The “climate of fear” label of 2008 is still stuck to the back of the Turks and Caicos, make no mistake.

Only a few indulge in the freedom of expression, as far more people believe if they say what they feel or what they’ve experienced they will be washed away by a tsunami of victimization.  Imagined or real, this is a prevailing view and it is a ‘kill shot’ to honest, earnest public engagement and national development.

A few weeks ago, Angela Williams of Ashley’s Learning Center – a special needs facility – decided to share her experience on a potential Ministry of Education partnership.  The deal which to her once had hope, flopped when she was asked to do, what she says she could not.  Williams believed the impasse developed out of some personal distaste for her by an unnamed ‘someone’ within the Ministry of Education.

A live streamed press conference from her school and media reports exposed the situation and thousands expressed outrage at the idea of the facility shutting its doors.

In uncharacteristic fashion, the Ministry of Education actually responded with notice of a press event.  It was not what I expected of a seasoned Government office.

While it appeared the Ministry was innocently setting the record straight on the issue, the true mission emerged and it was nothing more than a strategic attempt, led by the highest ranking officials in the Ministry of Education to muddy the reputation of Angela Williams and her school.

The damage was done and the message was sent:  when you mess with me, I will mess with you.  Tit-for-tat; basically, child’s play.

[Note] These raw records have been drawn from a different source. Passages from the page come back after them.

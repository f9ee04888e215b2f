//! Greyscale conversion through an external rasterization engine
//!
//! The engine is reached through the [`Rasterizer`] capability so the
//! pipeline can run against Ghostscript in production and against a
//! deterministic fake in tests.

use crate::layout::{StageDirectories, require_stage_input};
use crate::types::*;
use std::ffi::OsString;
use std::future::Future;
use std::path::{Path, PathBuf};
use std::process::Stdio;
use std::time::Duration;
use tokio::process::Command;

/// Default upper bound for one engine invocation
pub const DEFAULT_ENGINE_TIMEOUT: Duration = Duration::from_secs(300);

/// Target color model of the converted document
#[derive(Debug, Clone, Copy, PartialEq, Eq, Default)]
pub enum ColorMode {
    #[default]
    Gray,
    Rgb,
    Cmyk,
}

impl ColorMode {
    /// `-sProcessColorModel` value
    pub fn process_color_model(self) -> &'static str {
        match self {
            ColorMode::Gray => "DeviceGray",
            ColorMode::Rgb => "DeviceRGB",
            ColorMode::Cmyk => "DeviceCMYK",
        }
    }

    /// `-sColorConversionStrategy` value
    pub fn conversion_strategy(self) -> &'static str {
        match self {
            ColorMode::Gray => "Gray",
            ColorMode::Rgb => "RGB",
            ColorMode::Cmyk => "CMYK",
        }
    }
}

/// Single-file-in, single-file-out document conversion
pub trait Rasterizer: Send + Sync {
    /// Convert `input` into a new document at `output`. Implementations must
    /// not touch `input` and must write nothing but `output`.
    fn rasterize(
        &self,
        input: &Path,
        output: &Path,
        mode: ColorMode,
    ) -> impl Future<Output = Result<()>> + Send;
}

/// Where Ghostscript writes the converted document
#[derive(Debug, Clone, Copy, PartialEq, Eq, Default)]
pub enum OutputTarget {
    /// Stream through the child's own stdout, then write the bytes out
    #[default]
    Pipe,
    /// Let Ghostscript write the output path itself
    File,
}

#[derive(Debug, Clone, PartialEq)]
pub struct GhostscriptConfig {
    pub program: PathBuf,
    /// `None` waits forever
    pub timeout: Option<Duration>,
    pub output: OutputTarget,
}

impl Default for GhostscriptConfig {
    fn default() -> Self {
        Self {
            program: PathBuf::from(default_program()),
            timeout: Some(DEFAULT_ENGINE_TIMEOUT),
            output: OutputTarget::Pipe,
        }
    }
}

/// Name of the console Ghostscript executable on this platform
pub fn default_program() -> &'static str {
    if cfg!(windows) { "gswin64c" } else { "gs" }
}

/// Ghostscript `pdfwrite` adapter
#[derive(Debug, Clone, Default)]
pub struct GhostscriptRasterizer {
    config: GhostscriptConfig,
}

impl GhostscriptRasterizer {
    pub fn new(config: GhostscriptConfig) -> Self {
        Self { config }
    }

    pub fn config(&self) -> &GhostscriptConfig {
        &self.config
    }

    /// Command-line switches for one conversion. The input file is always
    /// the last argument.
    pub fn arguments(&self, input: &Path, output: &Path, mode: ColorMode) -> Vec<OsString> {
        let mut args: Vec<OsString> = [
            "-dQUIET",
            "-dSAFER",
            "-dBATCH",
            "-dNOPAUSE",
            "-dNOPROMPT",
        ]
        .iter()
        .map(OsString::from)
        .collect();

        args.push(format!("-sProcessColorModel={}", mode.process_color_model()).into());
        args.push(format!("-sColorConversionStrategy={}", mode.conversion_strategy()).into());
        args.push("-dOverrideICC".into());
        args.push("-sDEVICE=pdfwrite".into());

        let mut output_arg = OsString::from("-sOutputFile=");
        match self.config.output {
            OutputTarget::Pipe => output_arg.push("-"),
            OutputTarget::File => output_arg.push(output.as_os_str()),
        }
        args.push(output_arg);

        args.push("-q".into());
        args.push("-f".into());
        args.push(input.as_os_str().to_owned());
        args
    }
}

impl Rasterizer for GhostscriptRasterizer {
    async fn rasterize(&self, input: &Path, output: &Path, mode: ColorMode) -> Result<()> {
        let args = self.arguments(input, output, mode);
        log::debug!(
            "Running {} {}",
            self.config.program.display(),
            args.iter()
                .map(|a| a.to_string_lossy())
                .collect::<Vec<_>>()
                .join(" ")
        );

        let child = Command::new(&self.config.program)
            .args(&args)
            .stdin(Stdio::null())
            .stdout(Stdio::piped())
            .stderr(Stdio::piped())
            .kill_on_drop(true)
            .spawn()
            .map_err(|source| PipelineError::EngineSpawn {
                program: self.config.program.clone(),
                source,
            })?;

        // Dropping the wait future on timeout drops the child, which kills it
        let result = match self.config.timeout {
            Some(timeout) => tokio::time::timeout(timeout, child.wait_with_output())
                .await
                .map_err(|_| PipelineError::EngineTimeout {
                    input: input.to_owned(),
                    timeout,
                })??,
            None => child.wait_with_output().await?,
        };

        if !result.status.success() {
            return Err(PipelineError::EngineFailed {
                input: input.to_owned(),
                code: result.status.code(),
                stderr: String::from_utf8_lossy(&result.stderr).trim().to_string(),
            });
        }

        match self.config.output {
            OutputTarget::Pipe => {
                if result.stdout.is_empty() {
                    return Err(PipelineError::EngineFailed {
                        input: input.to_owned(),
                        code: result.status.code(),
                        stderr: "no document data on stdout".to_string(),
                    });
                }
                tokio::fs::write(output, &result.stdout).await?;
            }
            OutputTarget::File => {
                if tokio::fs::metadata(output).await.is_err() {
                    return Err(PipelineError::EngineFailed {
                        input: input.to_owned(),
                        code: result.status.code(),
                        stderr: format!("no output written to '{}'", output.display()),
                    });
                }
            }
        }

        Ok(())
    }
}

/// Greyscale stage for one document name.
///
/// Requires the Watermarked rendition; the engine is never invoked without
/// it. Returns the path of the greyscale rendition.
pub async fn desaturate<R: Rasterizer>(
    dirs: &StageDirectories,
    rasterizer: &R,
    name: &str,
) -> Result<PathBuf> {
    let input = dirs.layout().path_for(Stage::Watermarked, name);
    require_stage_input(Stage::Watermarked, &input).await?;

    let output = dirs.ensure(Stage::Greyscale).await?.join(name);
    rasterizer.rasterize(&input, &output, ColorMode::Gray).await?;
    Ok(output)
}
//! Reading and writing stamped documents

use crate::types::*;
use lopdf::Document;
use std::ffi::OsString;
use std::path::{Path, PathBuf};

/// Parse a PDF file on the blocking pool
pub async fn load_pdf(path: impl AsRef<Path>) -> Result<Document> {
    let bytes = tokio::fs::read(path.as_ref()).await?;
    log::trace!("Read {} bytes from {}", bytes.len(), path.as_ref().display());
    let doc = tokio::task::spawn_blocking(move || Document::load_mem(&bytes)).await??;
    Ok(doc)
}

/// Serialize `doc` and move it into place at `path`.
///
/// The bytes go to a sibling `.partial` file first, so a failed save never
/// leaves a truncated document at `path`. An existing file is replaced.
pub async fn save_pdf(mut doc: Document, path: impl AsRef<Path>) -> Result<()> {
    let path = path.as_ref();
    let bytes = tokio::task::spawn_blocking(move || {
        let mut buffer = Vec::new();
        doc.save_to(&mut buffer)?;
        Ok::<_, WatermarkError>(buffer)
    })
    .await??;

    let staging = staging_path(path);
    if let Err(err) = tokio::fs::write(&staging, &bytes).await {
        let _ = tokio::fs::remove_file(&staging).await;
        return Err(err.into());
    }
    if let Err(err) = tokio::fs::rename(&staging, path).await {
        let _ = tokio::fs::remove_file(&staging).await;
        return Err(err.into());
    }
    Ok(())
}

fn staging_path(path: &Path) -> PathBuf {
    let mut name = path
        .file_name()
        .map(OsString::from)
        .unwrap_or_else(|| OsString::from("document"));
    name.push(".partial");
    path.with_file_name(name)
}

A chance for enlightened leadership was missed; and partisan fans praised the Government’s response.  It was not a praiseworthy moment.

Angela Williams should have been at that press conference with the Ministry of Education and the public, concerned about the welfare of dozens of special needs children, could have been given a ray of hope and a taste of something fresh from this newest PNP Administration.

We could have heard that an urgent meeting was called and the issues and concerns on all sides were hashed out and remedied.

The Ministry would have not only demonstrated in a tangible way its desire to see the school continue, but it would have redeemed itself without the need to utter one slight against Ashley’s Learning Center.

A focus on the partnership and using the platform to lay out the Ministry’s own plans and strides in Special Needs education would have raised the bar and demonstrated an empathy and wisdom of a government quick to care, not to cut down.  I believe this approach would have even earned the Ministry a public apology and a hearty thank you from Ashley’s.

In the weeks since both press events were held, there has been silence except for word that Ashley’s Learning Center is planning to certainly close.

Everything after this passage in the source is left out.